If we’re getting into pedantry, I think most songs have a lyric, not lyrics 🙂
Edited at 2019-02-27 12:07 pm (UTC)
Edited at 2019-02-27 12:16 pm (UTC)
I can see why non-British puzzle users might be disadvantaged in not knowing that ‘legless’ and ‘hammered’ are terms for being blotto, stotious or otherwise bibulous, but I’m not so sure The Times should make allowances: is it not part of the attraction of Times and other UK puzzles that they include such quaint Englishisms?
Edited at 2019-02-27 04:33 pm (UTC)
I never usually do The Times so late in the day but I was done in a healthy (for me) 19 minutes – in bed!
FOI 1dn LEMMING
Nowt wrong with being 8dn – my LOI!
COD 17dn CHEAPEN
WOD 6dn REAR-VIEW MIRROR
Edited at 2019-02-27 04:55 pm (UTC)
I won’t dampen Jim’s spirits by suggesting that this was on the easy side, but I got through it a little less than my average – about eighteen minutes. All very good fun. I enjoyed 8ac, and I’m sure neither “hammered” nor “legless” would be too challenging for solvers in the US, once they’ve mastered the distinction between being pissed in either country.
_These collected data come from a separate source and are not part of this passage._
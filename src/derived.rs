//! Derived state: the read-only view of a snapshot handed to subscribers.
//!
//! Derived state is recomputed from an [`InteractionState`] on demand and is
//! never stored by the manager. Geometry follows the pointer rigidly from
//! the element's position at drag start:
//!
//! ```text
//! displacement     = pointer_position - initial_pointer_position
//! element_position = initial_element_position + displacement
//! ```

use crate::input::InteractionState;
use crate::types::Point;
use serde::{Serialize, Serializer};
use std::sync::Arc;

#[derive(Debug)]
pub struct DerivedState<P> {
    pub dragging: bool,
    pub hovering: bool,
    pub drag_payload: Option<Arc<P>>,
    pub drop_payload: Option<Arc<P>>,
    pub initial_pointer_position: Option<Point>,
    pub pointer_position: Option<Point>,
    pub initial_element_position: Option<Point>,
    pub element_position: Option<Point>,
    pub displacement: Option<Point>,
}

impl<P> DerivedState<P> {
    /// Derived state of the idle snapshot.
    pub fn idle() -> Self {
        Self {
            dragging: false,
            hovering: false,
            drag_payload: None,
            drop_payload: None,
            initial_pointer_position: None,
            pointer_position: None,
            initial_element_position: None,
            element_position: None,
            displacement: None,
        }
    }

    pub fn from_state(state: &InteractionState<P>) -> Self {
        let Some(session) = state.session() else {
            return Self::idle();
        };

        let displacement = session.displacement();
        let initial_element_position = session.initial_element_position();

        Self {
            dragging: true,
            hovering: session.hovering(),
            drag_payload: Some(Arc::clone(session.drag_item.payload())),
            drop_payload: session
                .drop_item
                .as_ref()
                .map(|drop| Arc::clone(drop.payload())),
            initial_pointer_position: Some(session.initial_pointer),
            pointer_position: Some(session.pointer),
            initial_element_position: Some(initial_element_position),
            element_position: Some(initial_element_position + displacement),
            displacement: Some(displacement),
        }
    }
}

impl<P> Default for DerivedState<P> {
    fn default() -> Self {
        Self::idle()
    }
}

impl<P> Clone for DerivedState<P> {
    fn clone(&self) -> Self {
        Self {
            dragging: self.dragging,
            hovering: self.hovering,
            drag_payload: self.drag_payload.clone(),
            drop_payload: self.drop_payload.clone(),
            initial_pointer_position: self.initial_pointer_position,
            pointer_position: self.pointer_position,
            initial_element_position: self.initial_element_position,
            element_position: self.element_position,
            displacement: self.displacement,
        }
    }
}

impl<P: PartialEq> PartialEq for DerivedState<P> {
    fn eq(&self, other: &Self) -> bool {
        DerivedField::ALL
            .iter()
            .all(|field| !self.field_differs(other, *field))
    }
}

impl<P: Serialize> Serialize for DerivedState<P> {
    fn serialize<S: Serializer>(&self, serializer: S) -> Result<S::Ok, S::Error> {
        use serde::ser::SerializeStruct;

        let mut state = serializer.serialize_struct("DerivedState", 9)?;
        state.serialize_field("dragging", &self.dragging)?;
        state.serialize_field("hovering", &self.hovering)?;
        state.serialize_field("drag_payload", &self.drag_payload.as_deref())?;
        state.serialize_field("drop_payload", &self.drop_payload.as_deref())?;
        state.serialize_field("initial_pointer_position", &self.initial_pointer_position)?;
        state.serialize_field("pointer_position", &self.pointer_position)?;
        state.serialize_field("initial_element_position", &self.initial_element_position)?;
        state.serialize_field("element_position", &self.element_position)?;
        state.serialize_field("displacement", &self.displacement)?;
        state.end()
    }
}

// ============================================================================
// Field Selection
// ============================================================================

/// One field of [`DerivedState`], for listeners that only react to a subset.
#[derive(Clone, Copy, Debug, PartialEq, Eq, Hash)]
pub enum DerivedField {
    Dragging,
    Hovering,
    DragPayload,
    DropPayload,
    InitialPointerPosition,
    PointerPosition,
    InitialElementPosition,
    ElementPosition,
    Displacement,
}

impl DerivedField {
    pub const ALL: [DerivedField; 9] = [
        DerivedField::Dragging,
        DerivedField::Hovering,
        DerivedField::DragPayload,
        DerivedField::DropPayload,
        DerivedField::InitialPointerPosition,
        DerivedField::PointerPosition,
        DerivedField::InitialElementPosition,
        DerivedField::ElementPosition,
        DerivedField::Displacement,
    ];
}

impl<P: PartialEq> DerivedState<P> {
    /// Value comparison of one field. Payloads compare by content.
    pub fn field_differs(&self, other: &Self, field: DerivedField) -> bool {
        match field {
            DerivedField::Dragging => self.dragging != other.dragging,
            DerivedField::Hovering => self.hovering != other.hovering,
            DerivedField::DragPayload => self.drag_payload != other.drag_payload,
            DerivedField::DropPayload => self.drop_payload != other.drop_payload,
            DerivedField::InitialPointerPosition => {
                self.initial_pointer_position != other.initial_pointer_position
            }
            DerivedField::PointerPosition => self.pointer_position != other.pointer_position,
            DerivedField::InitialElementPosition => {
                self.initial_element_position != other.initial_element_position
            }
            DerivedField::ElementPosition => self.element_position != other.element_position,
            DerivedField::Displacement => self.displacement != other.displacement,
        }
    }

    /// True if any of `fields` differs between the two states.
    pub fn differs_in(&self, other: &Self, fields: &[DerivedField]) -> bool {
        fields.iter().any(|field| self.field_differs(other, *field))
    }

    pub fn changed_fields(&self, other: &Self) -> Vec<DerivedField> {
        DerivedField::ALL
            .into_iter()
            .filter(|field| self.field_differs(other, *field))
            .collect()
    }
}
I worked in civil aviation all my life and my career started with BEA. I was a General Apprentice between 1965 and 1968. I went on to work for them at Gatwick. BEA there morphed into the holiday airline BEA Airtours and then British Airtours after the merger with BOAC in the 70s.
My favourite today was ENGAGEMENT RINGS.
several weeks puzzles requiring some assistance
on a few, particularly with local expressions, place names.
Damn, thought I knew all the river and creek names.
Quicker than my average as well at 31 min. Had a lot of fun working out the word play on many of them, particularly OVERINDULGENCE, NURSERYMAN and HANGAR (having not heard of the North Sea mist). Had gone down the homophone path at 1a, but think that the LOCK container does make more sense.
Finished with LEGLESS (with a chuckle when the penny dropped), EUGENICS (after the dictionary reminded me of what it was) and down to CHEAPEN in the SW as the last one in.